PROBLEM STATEMENT – Could you copy each line of the listing below that has the word "graph"?

DATA FOR REVIEW –

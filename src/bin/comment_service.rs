//! Comment Service Binary
//!
//! Runs the threaded comment system as a REST API service:
//! - Structured JSON logging
//! - Request tracing with correlation IDs
//! - Legacy comment migration on startup
//! - Graceful shutdown handling
//! - Health check endpoints
//!
//! ## Configuration
//!
//! Environment variables:
//! - `COMMENT_BACKEND`: `memory`, `postgres` or `graph` (default: memory)
//! - `DATABASE_URL`: PostgreSQL connection string (store or legacy table)
//! - `NEO4J_URI`, `NEO4J_USER`, `NEO4J_PASSWORD`: graph database access
//! - `MIGRATE_ON_STARTUP`: import legacy comments into an empty store (default: true)
//! - `LEGACY_COMMENTS_TABLE`: legacy table name (default: legacy_comments)
//! - `PORT`: Service port (default: 8002)
//! - `HOST`: Service host (default: 0.0.0.0)
//! - `RUST_LOG`: Log level filter (default: info)
//! - `LOG_FORMAT`: "json" for structured logs, "pretty" for development (default: json)
//!
//! ## Usage
//!
//! ```bash
//! COMMENT_BACKEND=graph NEO4J_URI=127.0.0.1:7687 cargo run --bin comment_service --features service
//! ```

use std::net::SocketAddr;
use std::time::{Duration, Instant};

use axum::{
    extract::Request,
    middleware::{self, Next},
    response::Response,
};
use sqlx::postgres::PgPoolOptions;
use tokio::net::TcpListener;
use tower_http::cors::{Any, CorsLayer};
use tower_http::trace::TraceLayer;
use tracing::{info, info_span, warn, Instrument};
use tracing_subscriber::{
    fmt::{self, format::FmtSpan},
    layer::SubscriberExt,
    util::SubscriberInitExt,
    EnvFilter,
};

use threadscape::service::{create_router, metrics_middleware, ServiceState};
use threadscape::{BackendKind, CommentBackend, MigrationOutcome, PostgresLegacySource, StoreConfig};

/// Initialize the tracing subscriber with JSON or pretty format
fn init_tracing() {
    let log_format = std::env::var("LOG_FORMAT").unwrap_or_else(|_| "json".to_string());

    let filter = EnvFilter::try_from_default_env()
        .unwrap_or_else(|_| "comment_service=info,threadscape=info,tower_http=info,sqlx=warn,neo4rs=warn".into());

    if log_format == "pretty" {
        tracing_subscriber::registry()
            .with(filter)
            .with(fmt::layer().with_target(true).with_span_events(FmtSpan::CLOSE))
            .init();
    } else {
        tracing_subscriber::registry()
            .with(filter)
            .with(
                fmt::layer()
                    .json()
                    .with_target(true)
                    .with_current_span(true)
                    .with_span_events(FmtSpan::CLOSE)
                    .flatten_event(true),
            )
            .init();
    }
}

/// Request logging middleware that adds correlation ID and timing
async fn request_logging_middleware(request: Request, next: Next) -> Response {
    let start = Instant::now();

    let trace_id = request
        .headers()
        .get("X-Request-Id")
        .and_then(|v| v.to_str().ok())
        .map(str::to_string)
        .unwrap_or_else(|| uuid::Uuid::new_v4().to_string());

    let method = request.method().clone();
    let uri = request.uri().path().to_string();

    let span = info_span!(
        "request",
        trace_id = %trace_id,
        method = %method,
        path = %uri,
        status = tracing::field::Empty,
        latency_ms = tracing::field::Empty,
    );

    let response = next.run(request).instrument(span.clone()).await;

    let latency = start.elapsed();
    let status = response.status().as_u16();

    span.record("status", status);
    span.record("latency_ms", latency.as_millis() as u64);

    info!(
        target: "comment_service::access",
        trace_id = %trace_id,
        method = %method,
        path = %uri,
        status = status,
        latency_ms = latency.as_millis() as u64,
        "request completed"
    );

    response
}

/// Import legacy comments into an empty store.
///
/// The legacy table always lives in PostgreSQL; a graph or in-memory store
/// reads it through a separate small pool.
async fn run_migration(
    config: &StoreConfig,
    state: &ServiceState<CommentBackend>,
) -> Result<(), Box<dyn std::error::Error>> {
    let pool = match state.store().postgres_pool() {
        Some(pool) => pool.clone(),
        None if std::env::var("DATABASE_URL").is_ok() => {
            PgPoolOptions::new()
                .max_connections(2)
                .acquire_timeout(Duration::from_secs(config.postgres.connect_timeout_secs))
                .connect(&config.postgres.database_url)
                .await?
        }
        None => {
            info!(backend = %config.backend, "DATABASE_URL not set, no legacy table to migrate");
            return Ok(());
        }
    };

    let source = PostgresLegacySource::new(pool, config.legacy_table.clone())?;
    match state.system.initialize(&source).await? {
        MigrationOutcome::Skipped { existing } => info!(existing, "legacy migration skipped"),
        MigrationOutcome::Completed { imported } => info!(imported, "legacy migration completed"),
    }
    Ok(())
}

#[tokio::main]
async fn main() -> Result<(), Box<dyn std::error::Error>> {
    init_tracing();

    let version = env!("CARGO_PKG_VERSION");
    let build_sha = option_env!("BUILD_SHA").unwrap_or("dev");

    info!(version = version, build_sha = build_sha, "Starting Comment Service");

    let port: u16 = std::env::var("PORT")
        .ok()
        .and_then(|s| s.parse().ok())
        .unwrap_or(8002);

    let host = std::env::var("HOST").unwrap_or_else(|_| "0.0.0.0".to_string());

    let config = StoreConfig::from_env();
    if config.backend == BackendKind::Memory {
        warn!("COMMENT_BACKEND is memory; comments are lost on restart");
    }

    info!(backend = %config.backend, "Connecting to comment store...");
    let connect_start = Instant::now();

    let store = match tokio::time::timeout(Duration::from_secs(30), CommentBackend::connect(&config)).await {
        Ok(Ok(store)) => store,
        Ok(Err(e)) => {
            tracing::error!(error = %e, "Failed to connect to comment store");
            return Err(e.into());
        }
        Err(_) => {
            tracing::error!("Comment store connection timeout after 30s");
            return Err("Comment store connection timeout".into());
        }
    };

    info!(
        latency_ms = connect_start.elapsed().as_millis() as u64,
        backend = %store.kind(),
        "Comment store ready"
    );

    let state = ServiceState::from_env(store);

    if config.migrate_on_startup {
        run_migration(&config, &state).await?;
    }

    let cors = CorsLayer::new()
        .allow_origin(Any)
        .allow_methods(Any)
        .allow_headers(Any);

    let app = create_router(state)
        .layer(middleware::from_fn(metrics_middleware))
        .layer(middleware::from_fn(request_logging_middleware))
        .layer(TraceLayer::new_for_http())
        .layer(cors);

    let addr: SocketAddr = format!("{}:{}", host, port).parse()?;
    info!(address = %addr, version = version, "Comment Service listening");

    let listener = TcpListener::bind(addr).await?;

    let shutdown_signal = async {
        let ctrl_c = async {
            tokio::signal::ctrl_c()
                .await
                .expect("Failed to install Ctrl+C handler");
        };

        #[cfg(unix)]
        let terminate = async {
            tokio::signal::unix::signal(tokio::signal::unix::SignalKind::terminate())
                .expect("Failed to install SIGTERM handler")
                .recv()
                .await;
        };

        #[cfg(not(unix))]
        let terminate = std::future::pending::<()>();

        tokio::select! {
            _ = ctrl_c => info!("Received Ctrl+C, initiating graceful shutdown"),
            _ = terminate => info!("Received SIGTERM, initiating graceful shutdown"),
        }
    };

    info!("Ready to accept connections");

    axum::serve(listener, app)
        .with_graceful_shutdown(shutdown_signal)
        .await?;

    info!("Comment Service shutdown complete");

    Ok(())
}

ANSWER FOR THE TASK –
//! - `COMMENT_BACKEND`: `memory`, `postgres` or `graph` (default: memory)
//! - `NEO4J_URI`, `NEO4J_USER`, `NEO4J_PASSWORD`: graph database access
//! COMMENT_BACKEND=graph NEO4J_URI=127.0.0.1:7687 cargo run --bin comment_service --features service
/// The legacy table always lives in PostgreSQL; a graph or in-memory store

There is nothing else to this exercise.